Personal information
- Full name: Johnny Briggs
- Born: 3 October 1862 Sutton-in-Ashfield, Nottinghamshire, England
- Died: 11 January 1902 (aged 39) Heald Green, Cheadle, Cheshire, England
- Batting: Right-handed
- Bowling: Slow left-arm orthodox
- Role: Bowler
- Relations: Joseph Briggs (brother)

International information
- National side: England (1884–1899);
- Test debut (cap 47): 12 December 1884 v Australia
- Last Test: 29 June 1899 v Australia

Domestic team information
- 1879–1900: Lancashire
- 1882–1884: Liverpool and District
- 1883–1898: The Rest
- 1884–1900: North of England
- 1884–1896: Players

Career statistics
| Competition | Test | First-class |
| Matches | 33 | 535 |
| Runs scored | 815 | 14,092 |
| Batting average | 18.11 | 18.27 |
| 100s/50s | 1/2 | 10/58 |
| Top score | 121 | 186 |
| Balls bowled | 5,332 | 100,144 |
| Wickets | 118 | 2,221 |
| Bowling average | 17.75 | 15.95 |
| 5 wickets in innings | 9 | 200 |
| 10 wickets in match | 4 | 52 |
| Best bowling | 8/11 | 10/55 |
| Catches/stumpings | 12/– | 258/– |
- Source: ESPNcricinfo, 17 May 2017

= Johnny Briggs (cricketer) =

English cricketer (1862–1902)

Johnny Briggs (3 October 1862 – 11 January 1902) was an English left arm spin bowler who played for Lancashire County Cricket Club between 1879 and 1900 and remains the second-highest wicket-taker in the county's history after Brian Statham. In the early days of Test cricket, Briggs‘ batting was considered careless, although still very useful. He was the first bowler in Test cricket to take 100 wickets, and held the record of most wickets in Test cricket on two occasions, the first in 1895 and again from 1898 until 1904, when he was succeeded by Hugh Trumble. He toured Australia a record six times, a feat only equalled by Colin Cowdrey.

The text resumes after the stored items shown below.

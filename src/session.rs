//! デバイスを開いてから閉じるまでの一連の流れ．
//!
//! どちらのデモも，デバイスを開いてファームウェアを書き込んだあと，
//! I/Oサイクルを1回行うごとに最新の入力から出力を1つ決めて書き戻す．

use crate::cube::BoxBoundary;
use crate::device::{HapticDevice, IoFlags};
use crate::error::{FalconError, Result};
use crate::led::LedPulse;
use crossbeam_channel::Receiver;
use std::sync::atomic::{AtomicBool, Ordering};
use std::time::{Duration, Instant};
use tracing::{debug, info, warn};

/// I/Oサイクルが失敗したときの再試行の仕方．
#[derive(Debug, Clone, Copy, PartialEq, Eq)]
pub struct RetryPolicy {
    /// 連続して失敗してよい回数．`None`なら何度でも再試行する．
    pub max_consecutive_failures: Option<u32>,
    /// 失敗したあと次のサイクルまで待つ時間．
    pub backoff: Duration,
}

impl RetryPolicy {
    pub const fn bounded(max_consecutive_failures: u32, backoff: Duration) -> RetryPolicy {
        RetryPolicy {
            max_consecutive_failures: Some(max_consecutive_failures),
            backoff,
        }
    }

    /// 待たずに何度でも再試行する．
    pub const fn unbounded() -> RetryPolicy {
        RetryPolicy {
            max_consecutive_failures: None,
            backoff: Duration::ZERO,
        }
    }

    fn exhausted(&self, failures: u32) -> bool {
        self.max_consecutive_failures
            .map_or(false, |max| failures >= max)
    }
}

impl Default for RetryPolicy {
    /// 1kHz前後で回るループが約1秒間応答を得られなければ諦める．
    fn default() -> Self {
        RetryPolicy::bounded(10_000, Duration::from_micros(100))
    }
}

/// 制御ループの設定．
#[derive(Debug, Clone, Copy, PartialEq, Eq, Default)]
pub struct LoopConfig {
    pub retry: RetryPolicy,
    /// 行うI/Oサイクルの上限．`None`なら停止要求まで回り続ける．
    pub max_cycles: Option<u64>,
}

/// 制御ループの実行結果．
#[derive(Debug, Clone, Copy, PartialEq, Eq, Default)]
pub struct LoopStats {
    /// 行ったI/Oサイクルの数．
    pub cycles: u64,
    /// そのうち失敗したサイクルの数．
    pub failed_cycles: u64,
}

impl LoopStats {
    pub fn succeeded_cycles(&self) -> u64 {
        self.cycles - self.failed_cycles
    }
}

/// 接続台数を表示し，`index`番目のデバイスを開いてファームウェアを準備する．
pub fn open_session<D: HapticDevice + ?Sized>(device: &mut D, index: usize) -> Result<()> {
    let count = device.device_count()?;
    info!(count, "Devices available");
    device.open(index)?;
    if let Err(e) = device.load_firmware() {
        device.close();
        return Err(e);
    }
    Ok(())
}

/// 位置を読み，立方体の壁からの反力を書き戻すループ．
///
/// ループを抜けるとデバイスを閉じる．
pub fn run_cube<D: HapticDevice + ?Sized>(
    device: &mut D,
    boundary: &BoxBoundary,
    config: &LoopConfig,
    stop: &AtomicBool,
) -> Result<LoopStats> {
    info!(?boundary, "Starting cube loop");
    drive(
        device,
        IoFlags::FIRMWARE | IoFlags::KINEMATIC,
        config,
        stop,
        |device| {
            let force = boundary.force(device.position());
            device.set_force(force);
        },
    )
}

/// `ticks`を受け取るたびに三角波を進め，I/Oサイクルごとに青色LEDを点滅させるループ．
///
/// ループを抜けるとデバイスを閉じる．
pub fn run_led<D: HapticDevice + ?Sized>(
    device: &mut D,
    pulse: &mut LedPulse,
    ticks: &Receiver<Instant>,
    config: &LoopConfig,
    stop: &AtomicBool,
) -> Result<LoopStats> {
    info!(total = pulse.wave().total(), "Starting LED loop");
    drive(device, IoFlags::FIRMWARE, config, stop, |device| {
        for _ in ticks.try_iter() {
            pulse.tick();
        }
        device.set_leds(pulse.advance());
    })
}

fn drive<D, F>(
    device: &mut D,
    flags: IoFlags,
    config: &LoopConfig,
    stop: &AtomicBool,
    on_cycle: F,
) -> Result<LoopStats>
where
    D: HapticDevice + ?Sized,
    F: FnMut(&mut D),
{
    let result = cycle_until_stopped(device, flags, config, stop, on_cycle);
    device.close();
    match &result {
        Ok(stats) => info!(cycles = stats.cycles, failed = stats.failed_cycles, "Loop finished"),
        Err(e) => warn!("Loop aborted: {}", e),
    }
    result
}

fn cycle_until_stopped<D, F>(
    device: &mut D,
    flags: IoFlags,
    config: &LoopConfig,
    stop: &AtomicBool,
    mut on_cycle: F,
) -> Result<LoopStats>
where
    D: HapticDevice + ?Sized,
    F: FnMut(&mut D),
{
    let mut stats = LoopStats::default();
    let mut failures = 0;
    while !stop.load(Ordering::Relaxed) {
        if config.max_cycles.map_or(false, |max| stats.cycles >= max) {
            break;
        }
        stats.cycles += 1;
        match device.run_io_loop(flags) {
            Ok(()) => {
                failures = 0;
                on_cycle(device);
            }
            Err(e) if e.is_transient() => {
                stats.failed_cycles += 1;
                failures += 1;
                if config.retry.exhausted(failures) {
                    warn!(failures, "Giving up after last error: {}", e);
                    return Err(FalconError::RetriesExhausted { attempts: failures });
                }
                debug!(failures, "I/O cycle failed: {}", e);
                if !config.retry.backoff.is_zero() {
                    std::thread::sleep(config.retry.backoff);
                }
            }
            Err(e) => return Err(e),
        }
    }
    Ok(stats)
}

#[cfg(test)]
mod tests {
    use super::*;
    use crate::packet::Leds;
    use crate::{Meter, Newton, Triplet};
    use std::collections::VecDeque;

    /// 決められた順にI/Oサイクルの成否を返すデバイス．
    #[derive(Default)]
    struct ScriptedDevice {
        count: usize,
        opened: Option<usize>,
        firmware_fails: bool,
        script: VecDeque<Result<()>>,
        position: [f64; 3],
        flags: Vec<IoFlags>,
        forces: Vec<[f64; 3]>,
        leds: Vec<Leds>,
        closed: bool,
    }

    impl ScriptedDevice {
        fn with_script(script: Vec<Result<()>>) -> ScriptedDevice {
            ScriptedDevice {
                count: 1,
                script: script.into(),
                ..ScriptedDevice::default()
            }
        }
    }

    impl HapticDevice for ScriptedDevice {
        fn device_count(&mut self) -> Result<usize> {
            Ok(self.count)
        }

        fn open(&mut self, index: usize) -> Result<()> {
            if index >= self.count {
                return Err(FalconError::DeviceNotFound {
                    index,
                    count: self.count,
                });
            }
            self.opened = Some(index);
            Ok(())
        }

        fn load_firmware(&mut self) -> Result<()> {
            if self.firmware_fails {
                Err(FalconError::FirmwareNotLoaded)
            } else {
                Ok(())
            }
        }

        fn run_io_loop(&mut self, flags: IoFlags) -> Result<()> {
            self.flags.push(flags);
            self.script.pop_front().unwrap_or(Ok(()))
        }

        fn position(&self) -> Triplet<Meter<f64>> {
            Triplet::new(self.position[0], self.position[1], self.position[2]).map(Meter::new)
        }

        fn set_force(&mut self, force: Triplet<Newton<f64>>) {
            self.forces.push(crate::values(force));
        }

        fn set_leds(&mut self, leds: Leds) {
            self.leds.push(leds);
        }

        fn close(&mut self) {
            self.closed = true;
        }
    }

    fn cycles(max: u64) -> LoopConfig {
        LoopConfig {
            retry: RetryPolicy::unbounded(),
            max_cycles: Some(max),
        }
    }

    #[test]
    fn session_opens_requested_device() {
        let mut device = ScriptedDevice::with_script(vec![]);
        open_session(&mut device, 0).unwrap();
        assert_eq!(device.opened, Some(0));
        assert!(matches!(
            open_session(&mut device, 1),
            Err(FalconError::DeviceNotFound { index: 1, count: 1 })
        ));
    }

    #[test]
    fn firmware_failure_is_fatal() {
        let mut device = ScriptedDevice {
            firmware_fails: true,
            ..ScriptedDevice::with_script(vec![])
        };
        assert!(matches!(
            open_session(&mut device, 0),
            Err(FalconError::FirmwareNotLoaded)
        ));
        assert!(device.closed);
    }

    #[test]
    fn cube_loop_writes_wall_force() {
        let mut device = ScriptedDevice {
            position: [0.0, 0.0, 0.10],
            ..ScriptedDevice::with_script(vec![])
        };
        let stop = AtomicBool::new(false);
        let stats = run_cube(&mut device, &BoxBoundary::default(), &cycles(3), &stop).unwrap();

        assert_eq!(stats, LoopStats { cycles: 3, failed_cycles: 0 });
        assert!(device.flags.iter().all(|&f| f == IoFlags::FIRMWARE | IoFlags::KINEMATIC));
        assert_eq!(device.forces.len(), 3);
        assert!((device.forces[0][2] + 5.0).abs() < 1e-9);
        assert!(device.closed);
    }

    #[test]
    fn failed_cycles_write_nothing() {
        let mut device = ScriptedDevice::with_script(vec![
            Err(FalconError::NoResponse),
            Ok(()),
            Err(FalconError::NoResponse),
            Ok(()),
        ]);
        let stop = AtomicBool::new(false);
        let stats = run_cube(&mut device, &BoxBoundary::default(), &cycles(4), &stop).unwrap();

        assert_eq!(stats.failed_cycles, 2);
        assert_eq!(stats.succeeded_cycles(), 2);
        assert_eq!(device.forces.len(), 2);
    }

    #[test]
    fn bounded_retry_gives_up() {
        let script = (0..5).map(|_| Err(FalconError::NoResponse)).collect();
        let mut device = ScriptedDevice::with_script(script);
        let config = LoopConfig {
            retry: RetryPolicy::bounded(3, Duration::ZERO),
            max_cycles: Some(100),
        };
        let stop = AtomicBool::new(false);
        let result = run_cube(&mut device, &BoxBoundary::default(), &config, &stop);

        assert!(matches!(result, Err(FalconError::RetriesExhausted { attempts: 3 })));
        assert_eq!(device.flags.len(), 3);
        assert!(device.closed);
    }

    #[test]
    fn success_resets_failure_count() {
        let script = vec![
            Err(FalconError::NoResponse),
            Err(FalconError::NoResponse),
            Ok(()),
            Err(FalconError::NoResponse),
            Err(FalconError::NoResponse),
        ];
        let mut device = ScriptedDevice::with_script(script);
        let config = LoopConfig {
            retry: RetryPolicy::bounded(3, Duration::ZERO),
            max_cycles: Some(6),
        };
        let stop = AtomicBool::new(false);
        let stats = run_cube(&mut device, &BoxBoundary::default(), &config, &stop).unwrap();
        assert_eq!(stats, LoopStats { cycles: 6, failed_cycles: 4 });
    }

    #[test]
    fn fatal_error_stops_loop() {
        let mut device = ScriptedDevice::with_script(vec![Ok(()), Err(FalconError::NotOpen)]);
        let stop = AtomicBool::new(false);
        let result = run_cube(&mut device, &BoxBoundary::default(), &cycles(10), &stop);
        assert!(matches!(result, Err(FalconError::NotOpen)));
        assert_eq!(device.flags.len(), 2);
    }

    #[test]
    fn stop_flag_ends_loop_and_closes() {
        let mut device = ScriptedDevice::with_script(vec![]);
        let stop = AtomicBool::new(true);
        let config = LoopConfig {
            retry: RetryPolicy::unbounded(),
            max_cycles: None,
        };
        let stats = run_cube(&mut device, &BoxBoundary::default(), &config, &stop).unwrap();
        assert_eq!(stats.cycles, 0);
        assert!(device.closed);
    }

    #[test]
    fn led_loop_applies_pending_ticks() {
        let (sender, ticks) = crossbeam_channel::unbounded();
        let mut device = ScriptedDevice::with_script(vec![]);
        let mut pulse = LedPulse::new(4);
        let stop = AtomicBool::new(false);

        let stats = run_led(&mut device, &mut pulse, &ticks, &cycles(4), &stop).unwrap();
        assert_eq!(stats.cycles, 4);
        assert!(device.leds.iter().all(|&l| l == Leds::OFF));
        assert!(device.flags.iter().all(|&f| f == IoFlags::FIRMWARE));

        for _ in 0..4 {
            sender.send(Instant::now()).unwrap();
        }
        device.leds.clear();
        run_led(&mut device, &mut pulse, &ticks, &cycles(4), &stop).unwrap();
        // 閾値0: count=0以外で点灯
        assert_eq!(pulse.wave().limit(), 0);
        assert_eq!(device.leds, [Leds::BLUE, Leds::BLUE, Leds::BLUE, Leds::OFF]);
    }
}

Briggs was a notably short man at about five feet five or 165 centimetres. Briggs's skill lay in his ability to vary the flight and pace of the ball as well as in achieving prodigious spin on the primitive nineteenth century pitches. As a batsman, Briggs was capable of hitting very effectively, but as time went by an eagerness to punish every ball set in and led to a decline.

==Life==
Briggs was born in Sutton-in-Ashfield, Nottinghamshire, the son of a professional club cricketer. He first played as a sub pro at the age of 13 (at Hornsea in Yorkshire). His father James played cricket and rugby for various teams and took his wife and five children around the north of England until he settled down as a pub landlord near Widnes. The 1881 census suggests James kept the Cross Keys at Appleton village.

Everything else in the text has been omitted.